• **Description of the task**
Below are the records. Retype exactly the lines between the lines holding "use std::fs;" and "use crate::export::gpx::render_gpx;", inclusive.
(Records for the task)
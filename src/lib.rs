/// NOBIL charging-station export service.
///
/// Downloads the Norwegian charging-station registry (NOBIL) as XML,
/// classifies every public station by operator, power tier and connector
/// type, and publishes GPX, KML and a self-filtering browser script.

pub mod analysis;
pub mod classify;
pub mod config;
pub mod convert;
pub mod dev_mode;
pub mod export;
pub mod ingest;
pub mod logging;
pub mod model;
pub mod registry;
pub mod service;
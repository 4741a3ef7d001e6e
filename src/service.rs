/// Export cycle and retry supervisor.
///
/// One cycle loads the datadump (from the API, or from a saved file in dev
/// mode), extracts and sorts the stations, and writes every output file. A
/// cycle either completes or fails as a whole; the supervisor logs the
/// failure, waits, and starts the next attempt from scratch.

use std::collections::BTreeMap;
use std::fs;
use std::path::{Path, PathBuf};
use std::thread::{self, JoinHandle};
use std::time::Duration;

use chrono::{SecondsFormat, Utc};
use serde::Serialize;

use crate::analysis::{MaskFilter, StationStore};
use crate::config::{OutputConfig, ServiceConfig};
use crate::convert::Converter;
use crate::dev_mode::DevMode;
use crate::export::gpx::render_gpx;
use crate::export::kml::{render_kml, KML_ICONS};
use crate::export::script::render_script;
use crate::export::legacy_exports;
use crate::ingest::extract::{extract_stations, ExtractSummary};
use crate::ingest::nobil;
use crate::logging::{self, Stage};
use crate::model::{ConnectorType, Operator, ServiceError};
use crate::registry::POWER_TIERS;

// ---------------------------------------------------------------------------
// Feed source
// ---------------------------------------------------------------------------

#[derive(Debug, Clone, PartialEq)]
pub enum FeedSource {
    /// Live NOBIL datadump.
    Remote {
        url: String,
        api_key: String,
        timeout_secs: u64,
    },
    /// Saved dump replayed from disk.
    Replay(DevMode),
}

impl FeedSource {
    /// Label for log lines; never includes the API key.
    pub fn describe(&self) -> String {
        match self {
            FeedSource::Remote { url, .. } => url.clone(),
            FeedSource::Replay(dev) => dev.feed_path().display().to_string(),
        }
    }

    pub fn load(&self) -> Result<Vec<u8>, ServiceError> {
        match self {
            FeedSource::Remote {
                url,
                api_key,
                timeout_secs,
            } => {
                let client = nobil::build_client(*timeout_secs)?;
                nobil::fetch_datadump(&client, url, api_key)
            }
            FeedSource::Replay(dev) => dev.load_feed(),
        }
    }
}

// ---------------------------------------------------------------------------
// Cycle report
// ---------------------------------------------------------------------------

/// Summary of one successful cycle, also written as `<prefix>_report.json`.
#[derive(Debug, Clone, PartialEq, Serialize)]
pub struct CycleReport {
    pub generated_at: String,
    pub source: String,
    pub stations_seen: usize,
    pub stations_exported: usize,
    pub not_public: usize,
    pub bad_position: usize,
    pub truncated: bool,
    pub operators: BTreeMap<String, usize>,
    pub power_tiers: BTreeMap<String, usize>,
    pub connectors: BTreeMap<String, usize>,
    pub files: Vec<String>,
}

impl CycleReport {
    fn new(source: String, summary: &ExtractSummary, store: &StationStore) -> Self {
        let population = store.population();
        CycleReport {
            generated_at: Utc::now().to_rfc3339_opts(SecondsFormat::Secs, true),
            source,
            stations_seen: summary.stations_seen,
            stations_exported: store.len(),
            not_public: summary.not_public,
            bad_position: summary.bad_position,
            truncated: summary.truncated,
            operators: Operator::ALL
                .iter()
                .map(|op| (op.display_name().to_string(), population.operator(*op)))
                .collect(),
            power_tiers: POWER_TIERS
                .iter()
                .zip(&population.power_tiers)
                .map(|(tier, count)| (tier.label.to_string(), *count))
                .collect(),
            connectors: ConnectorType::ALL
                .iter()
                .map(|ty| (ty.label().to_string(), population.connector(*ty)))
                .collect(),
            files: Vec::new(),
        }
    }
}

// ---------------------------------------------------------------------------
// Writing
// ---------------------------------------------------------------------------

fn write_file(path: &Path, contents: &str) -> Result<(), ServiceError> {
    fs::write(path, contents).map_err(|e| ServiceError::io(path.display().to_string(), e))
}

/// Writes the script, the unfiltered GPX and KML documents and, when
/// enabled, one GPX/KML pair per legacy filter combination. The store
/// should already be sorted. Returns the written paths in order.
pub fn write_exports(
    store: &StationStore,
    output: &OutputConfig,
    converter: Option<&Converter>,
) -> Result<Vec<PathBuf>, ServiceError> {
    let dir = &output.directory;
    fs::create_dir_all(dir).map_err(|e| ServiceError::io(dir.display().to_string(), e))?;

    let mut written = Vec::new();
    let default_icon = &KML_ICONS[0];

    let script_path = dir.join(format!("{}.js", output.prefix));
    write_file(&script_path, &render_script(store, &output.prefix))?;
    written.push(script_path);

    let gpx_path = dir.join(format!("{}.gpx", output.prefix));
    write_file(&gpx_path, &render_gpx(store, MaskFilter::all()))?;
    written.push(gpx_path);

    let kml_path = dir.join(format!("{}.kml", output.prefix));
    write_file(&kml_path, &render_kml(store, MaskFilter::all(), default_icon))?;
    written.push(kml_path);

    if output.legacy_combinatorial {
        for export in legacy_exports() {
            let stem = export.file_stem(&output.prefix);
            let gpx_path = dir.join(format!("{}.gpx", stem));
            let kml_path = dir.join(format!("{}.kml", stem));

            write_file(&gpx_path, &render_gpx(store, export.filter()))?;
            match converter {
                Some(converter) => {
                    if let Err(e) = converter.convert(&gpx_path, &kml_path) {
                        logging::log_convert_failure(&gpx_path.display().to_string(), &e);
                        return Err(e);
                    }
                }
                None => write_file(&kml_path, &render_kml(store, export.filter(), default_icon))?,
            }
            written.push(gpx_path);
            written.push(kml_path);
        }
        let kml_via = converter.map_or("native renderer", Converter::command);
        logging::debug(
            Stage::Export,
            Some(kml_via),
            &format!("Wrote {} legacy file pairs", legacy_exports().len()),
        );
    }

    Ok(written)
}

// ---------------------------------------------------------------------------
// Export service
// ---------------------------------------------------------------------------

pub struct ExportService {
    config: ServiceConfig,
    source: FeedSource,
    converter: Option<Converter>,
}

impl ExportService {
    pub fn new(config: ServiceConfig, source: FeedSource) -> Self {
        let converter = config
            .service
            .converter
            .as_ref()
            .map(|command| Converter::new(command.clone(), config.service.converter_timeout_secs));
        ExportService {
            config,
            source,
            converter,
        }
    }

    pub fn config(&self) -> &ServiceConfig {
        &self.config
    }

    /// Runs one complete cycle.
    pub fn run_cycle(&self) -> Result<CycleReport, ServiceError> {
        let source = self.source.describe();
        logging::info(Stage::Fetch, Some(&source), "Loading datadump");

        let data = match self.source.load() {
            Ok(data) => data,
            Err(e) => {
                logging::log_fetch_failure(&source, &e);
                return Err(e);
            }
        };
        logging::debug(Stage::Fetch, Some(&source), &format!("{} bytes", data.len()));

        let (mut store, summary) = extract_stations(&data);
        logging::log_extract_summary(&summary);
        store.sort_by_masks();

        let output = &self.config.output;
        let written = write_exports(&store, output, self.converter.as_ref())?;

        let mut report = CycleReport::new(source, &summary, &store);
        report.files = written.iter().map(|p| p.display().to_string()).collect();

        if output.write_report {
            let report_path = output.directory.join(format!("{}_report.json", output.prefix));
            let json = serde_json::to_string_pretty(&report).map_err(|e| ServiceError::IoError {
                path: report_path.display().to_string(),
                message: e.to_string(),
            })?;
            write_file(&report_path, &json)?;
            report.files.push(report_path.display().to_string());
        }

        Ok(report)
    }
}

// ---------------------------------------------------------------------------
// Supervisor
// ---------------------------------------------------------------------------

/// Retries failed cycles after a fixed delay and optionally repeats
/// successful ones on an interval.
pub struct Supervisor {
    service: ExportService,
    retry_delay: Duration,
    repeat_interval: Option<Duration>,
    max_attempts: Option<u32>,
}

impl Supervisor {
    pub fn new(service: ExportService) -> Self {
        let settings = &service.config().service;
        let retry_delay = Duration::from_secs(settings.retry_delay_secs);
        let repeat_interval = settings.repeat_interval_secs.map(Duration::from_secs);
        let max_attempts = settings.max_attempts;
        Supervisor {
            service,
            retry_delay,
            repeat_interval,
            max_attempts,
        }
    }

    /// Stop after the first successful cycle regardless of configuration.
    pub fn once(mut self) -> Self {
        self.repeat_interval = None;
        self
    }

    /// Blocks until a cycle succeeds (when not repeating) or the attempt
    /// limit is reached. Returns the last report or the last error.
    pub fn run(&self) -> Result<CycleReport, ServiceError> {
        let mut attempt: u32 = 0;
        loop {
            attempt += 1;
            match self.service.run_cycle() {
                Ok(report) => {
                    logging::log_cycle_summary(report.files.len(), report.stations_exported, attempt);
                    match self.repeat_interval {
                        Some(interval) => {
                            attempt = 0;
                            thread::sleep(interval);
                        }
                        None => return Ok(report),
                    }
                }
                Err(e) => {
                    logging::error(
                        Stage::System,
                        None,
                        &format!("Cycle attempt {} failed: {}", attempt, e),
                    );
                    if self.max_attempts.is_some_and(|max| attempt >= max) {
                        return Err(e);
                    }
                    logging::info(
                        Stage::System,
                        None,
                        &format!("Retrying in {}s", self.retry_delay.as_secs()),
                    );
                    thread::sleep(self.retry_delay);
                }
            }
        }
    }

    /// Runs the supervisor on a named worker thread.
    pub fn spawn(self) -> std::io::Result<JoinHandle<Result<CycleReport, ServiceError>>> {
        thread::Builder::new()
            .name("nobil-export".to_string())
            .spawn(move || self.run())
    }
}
(End Records for the task)
(Records for the task)
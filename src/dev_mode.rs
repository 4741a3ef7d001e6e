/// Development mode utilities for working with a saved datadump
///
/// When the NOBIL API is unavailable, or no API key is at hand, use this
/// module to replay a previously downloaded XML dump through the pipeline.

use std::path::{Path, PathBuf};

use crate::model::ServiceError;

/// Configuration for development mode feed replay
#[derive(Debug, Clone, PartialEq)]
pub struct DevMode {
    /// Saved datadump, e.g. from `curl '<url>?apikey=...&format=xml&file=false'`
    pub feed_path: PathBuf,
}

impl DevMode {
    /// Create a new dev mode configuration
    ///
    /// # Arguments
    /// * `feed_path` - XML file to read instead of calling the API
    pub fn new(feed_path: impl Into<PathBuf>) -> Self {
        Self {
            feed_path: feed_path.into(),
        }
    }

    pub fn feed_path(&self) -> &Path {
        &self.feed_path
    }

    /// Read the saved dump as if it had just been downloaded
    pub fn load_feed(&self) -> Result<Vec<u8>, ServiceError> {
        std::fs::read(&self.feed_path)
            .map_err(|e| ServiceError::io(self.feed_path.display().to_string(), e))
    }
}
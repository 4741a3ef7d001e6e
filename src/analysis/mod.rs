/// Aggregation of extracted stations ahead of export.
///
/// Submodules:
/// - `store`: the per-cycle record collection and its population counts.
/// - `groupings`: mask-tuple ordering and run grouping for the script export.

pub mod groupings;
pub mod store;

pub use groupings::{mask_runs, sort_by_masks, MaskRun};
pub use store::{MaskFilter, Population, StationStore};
(End Records for the task)
• **Answer box**
use std::fs;
use std::path::{Path, PathBuf};
use std::thread::{self, JoinHandle};
use std::time::Duration;

use chrono::{SecondsFormat, Utc};
use serde::Serialize;

use crate::analysis::{MaskFilter, StationStore};
use crate::config::{OutputConfig, ServiceConfig};
use crate::convert::Converter;
use crate::dev_mode::DevMode;
use crate::export::gpx::render_gpx;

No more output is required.